» **Dataset content**:

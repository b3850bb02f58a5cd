use redis::AsyncCommands;
use serde::{Serialize, de::DeserializeOwned};
use std::{
    collections::HashMap,
    sync::Arc,
    time::{Duration, Instant},
};
use tokio::sync::Mutex;

/// Keyed TTL cache shared across request handlers. Uses Redis when
/// `REDIS_URL` is configured so state survives across instances, with an
/// in-process map as fallback.
#[derive(Clone)]
pub struct SharedCache {
    redis: Option<redis::Client>,
    memory: Arc<Mutex<HashMap<String, MemoryEntry>>>,
}

struct MemoryEntry {
    json: String,
    expires_at: Instant,
}

impl SharedCache {
    pub fn from_env() -> Self {
        let redis = std::env::var("REDIS_URL")
            .ok()
            .and_then(|url| redis::Client::open(url).ok());
        Self {
            redis,
            memory: Arc::new(Mutex::new(HashMap::new())),
        }
    }

    pub fn in_memory() -> Self {
        Self {
            redis: None,
            memory: Arc::new(Mutex::new(HashMap::new())),
        }
    }

    pub async fn get<T: DeserializeOwned>(&self, key: &str) -> Option<T> {
        if let Some(client) = &self.redis
            && let Ok(mut conn) = client.get_multiplexed_async_connection().await
        {
            let raw: Option<String> = conn.get(key).await.ok();
            return raw.and_then(|value| serde_json::from_str(&value).ok());
        }
        let mut guard = self.memory.lock().await;
        match guard.get(key) {
            Some(entry) if entry.expires_at > Instant::now() => {
                serde_json::from_str(&entry.json).ok()
            }
            Some(_) => {
                guard.remove(key);
                None
            }
            None => None,
        }
    }

    pub async fn set<T: Serialize>(&self, key: &str, value: &T, ttl_secs: u64) {
        let Ok(json) = serde_json::to_string(value) else {
            return;
        };
        if let Some(client) = &self.redis
            && let Ok(mut conn) = client.get_multiplexed_async_connection().await
        {
            let _: Result<(), _> = conn.set_ex(key, json, ttl_secs).await;
            return;
        }
        let mut guard = self.memory.lock().await;
        guard.insert(
            key.to_string(),
            MemoryEntry {
                json,
                expires_at: Instant::now() + Duration::from_secs(ttl_secs),
            },
        );
    }

    pub async fn remove(&self, key: &str) {
        if let Some(client) = &self.redis
            && let Ok(mut conn) = client.get_multiplexed_async_connection().await
        {
            let _: Result<(), _> = conn.del(key).await;
            return;
        }
        self.memory.lock().await.remove(key);
    }
}

#[cfg(test)]
mod tests {
    use super::*;

    #[tokio::test]
    async fn set_then_get_round_trips() {
        let cache = SharedCache::in_memory();
        cache.set("k", &vec![1u32, 2, 3], 60).await;
        let got: Option<Vec<u32>> = cache.get("k").await;
        assert_eq!(got, Some(vec![1, 2, 3]));
    }

    #[tokio::test]
    async fn zero_ttl_entries_expire_immediately() {
        let cache = SharedCache::in_memory();
        cache.set("gone", &"value".to_string(), 0).await;
        let got: Option<String> = cache.get("gone").await;
        assert_eq!(got, None);
    }

    #[tokio::test]
    async fn remove_clears_entry() {
        let cache = SharedCache::in_memory();
        cache.set("k", &7u8, 60).await;
        cache.remove("k").await;
        let got: Option<u8> = cache.get("k").await;
        assert_eq!(got, None);
    }
}
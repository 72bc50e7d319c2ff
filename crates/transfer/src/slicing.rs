//! Slice layout arithmetic and transfer-key generation.

use rand::Rng;
use rand::distributions::Alphanumeric;

/// How a file of a given size divides into slices.
#[derive(Debug, Clone, Copy, PartialEq, Eq)]
pub struct SliceLayout {
    /// Number of slices, `ceil(file_size / slice_max_len)`.
    pub slices_count: u64,
    /// `file_size % slice_max_len`. Zero means the final slice is a full
    /// `slice_max_len` bytes, never an empty one.
    pub last_slice_size: u64,
}

/// Computes the slice layout for a file.
pub fn compute_slice_layout(file_size: u64, slice_max_len: u64) -> SliceLayout {
    SliceLayout {
        slices_count: file_size.div_ceil(slice_max_len),
        last_slice_size: file_size % slice_max_len,
    }
}

/// Draws `len` random characters from `[0-9A-Za-z]`.
///
/// Callers enforcing uniqueness (the key table) must retry under the same
/// lock that guards insertion.
pub fn random_alphanumeric(len: usize) -> String {
    rand::thread_rng()
        .sample_iter(&Alphanumeric)
        .take(len)
        .map(char::from)
        .collect()
}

» **What to work on**:
Would you please copy every line of the data exactly?

» **Response for this exercise**:
repository b3850bb02f58a5cd
use redis::AsyncCommands;
use serde::{Serialize, de::DeserializeOwned};
use std::{
    collections::HashMap,
    sync::Arc,
    time::{Duration, Instant},
};
use tokio::sync::Mutex;

/// Keyed TTL cache shared across request handlers. Uses Redis when
/// `REDIS_URL` is configured so state survives across instances, with an
/// in-process map as fallback.
#[derive(Clone)]
pub struct SharedCache {
    redis: Option<redis::Client>,
    memory: Arc<Mutex<HashMap<String, MemoryEntry>>>,
}

struct MemoryEntry {
    json: String,
    expires_at: Instant,
}

impl SharedCache {
    pub fn from_env() -> Self {
        let redis = std::env::var("REDIS_URL")
            .ok()
            .and_then(|url| redis::Client::open(url).ok());
        Self {
            redis,
            memory: Arc::new(Mutex::new(HashMap::new())),
        }
    }

    pub fn in_memory() -> Self {
        Self {
            redis: None,
            memory: Arc::new(Mutex::new(HashMap::new())),
        }
    }

    pub async fn get<T: DeserializeOwned>(&self, key: &str) -> Option<T> {
        if let Some(client) = &self.redis
            && let Ok(mut conn) = client.get_multiplexed_async_connection().await
        {
            let raw: Option<String> = conn.get(key).await.ok();
            return raw.and_then(|value| serde_json::from_str(&value).ok());
        }
        let mut guard = self.memory.lock().await;
        match guard.get(key) {
            Some(entry) if entry.expires_at > Instant::now() => {
                serde_json::from_str(&entry.json).ok()
            }
            Some(_) => {
                guard.remove(key);
                None
            }
            None => None,
        }
    }

    pub async fn set<T: Serialize>(&self, key: &str, value: &T, ttl_secs: u64) {
        let Ok(json) = serde_json::to_string(value) else {
            return;
        };
        if let Some(client) = &self.redis
            && let Ok(mut conn) = client.get_multiplexed_async_connection().await
        {
            let _: Result<(), _> = conn.set_ex(key, json, ttl_secs).await;
            return;
        }
        let mut guard = self.memory.lock().await;
        guard.insert(
            key.to_string(),
            MemoryEntry {
                json,
                expires_at: Instant::now() + Duration::from_secs(ttl_secs),
            },
        );
    }

    pub async fn remove(&self, key: &str) {
        if let Some(client) = &self.redis
            && let Ok(mut conn) = client.get_multiplexed_async_connection().await
        {
            let _: Result<(), _> = conn.del(key).await;
            return;
        }
        self.memory.lock().await.remove(key);
    }
}

#[cfg(test)]
mod tests {
    use super::*;

    #[tokio::test]
    async fn set_then_get_round_trips() {
        let cache = SharedCache::in_memory();
        cache.set("k", &vec![1u32, 2, 3], 60).await;
        let got: Option<Vec<u32>> = cache.get("k").await;
        assert_eq!(got, Some(vec![1, 2, 3]));
    }

    #[tokio::test]
    async fn zero_ttl_entries_expire_immediately() {
        let cache = SharedCache::in_memory();
        cache.set("gone", &"value".to_string(), 0).await;
        let got: Option<String> = cache.get("gone").await;
        assert_eq!(got, None);
    }

    #[tokio::test]
    async fn remove_clears_entry() {
        let cache = SharedCache::in_memory();
        cache.set("k", &7u8, 60).await;
        cache.remove("k").await;
        let got: Option<u8> = cache.get("k").await;
        assert_eq!(got, None);
    }
}
repository 72bc50e7d319c2ff
filename crates/transfer/src/slicing.rs
//! Slice layout arithmetic and transfer-key generation.

use rand::Rng;
use rand::distributions::Alphanumeric;

/// How a file of a given size divides into slices.
#[derive(Debug, Clone, Copy, PartialEq, Eq)]
pub struct SliceLayout {
    /// Number of slices, `ceil(file_size / slice_max_len)`.
    pub slices_count: u64,
    /// `file_size % slice_max_len`. Zero means the final slice is a full
    /// `slice_max_len` bytes, never an empty one.
    pub last_slice_size: u64,
}

/// Computes the slice layout for a file.
pub fn compute_slice_layout(file_size: u64, slice_max_len: u64) -> SliceLayout {
    SliceLayout {
        slices_count: file_size.div_ceil(slice_max_len),
        last_slice_size: file_size % slice_max_len,
    }
}

/// Draws `len` random characters from `[0-9A-Za-z]`.
///
/// Callers enforcing uniqueness (the key table) must retry under the same
/// lock that guards insertion.
pub fn random_alphanumeric(len: usize) -> String {
    rand::thread_rng()
        .sample_iter(&Alphanumeric)
        .take(len)
        .map(char::from)
        .collect()
}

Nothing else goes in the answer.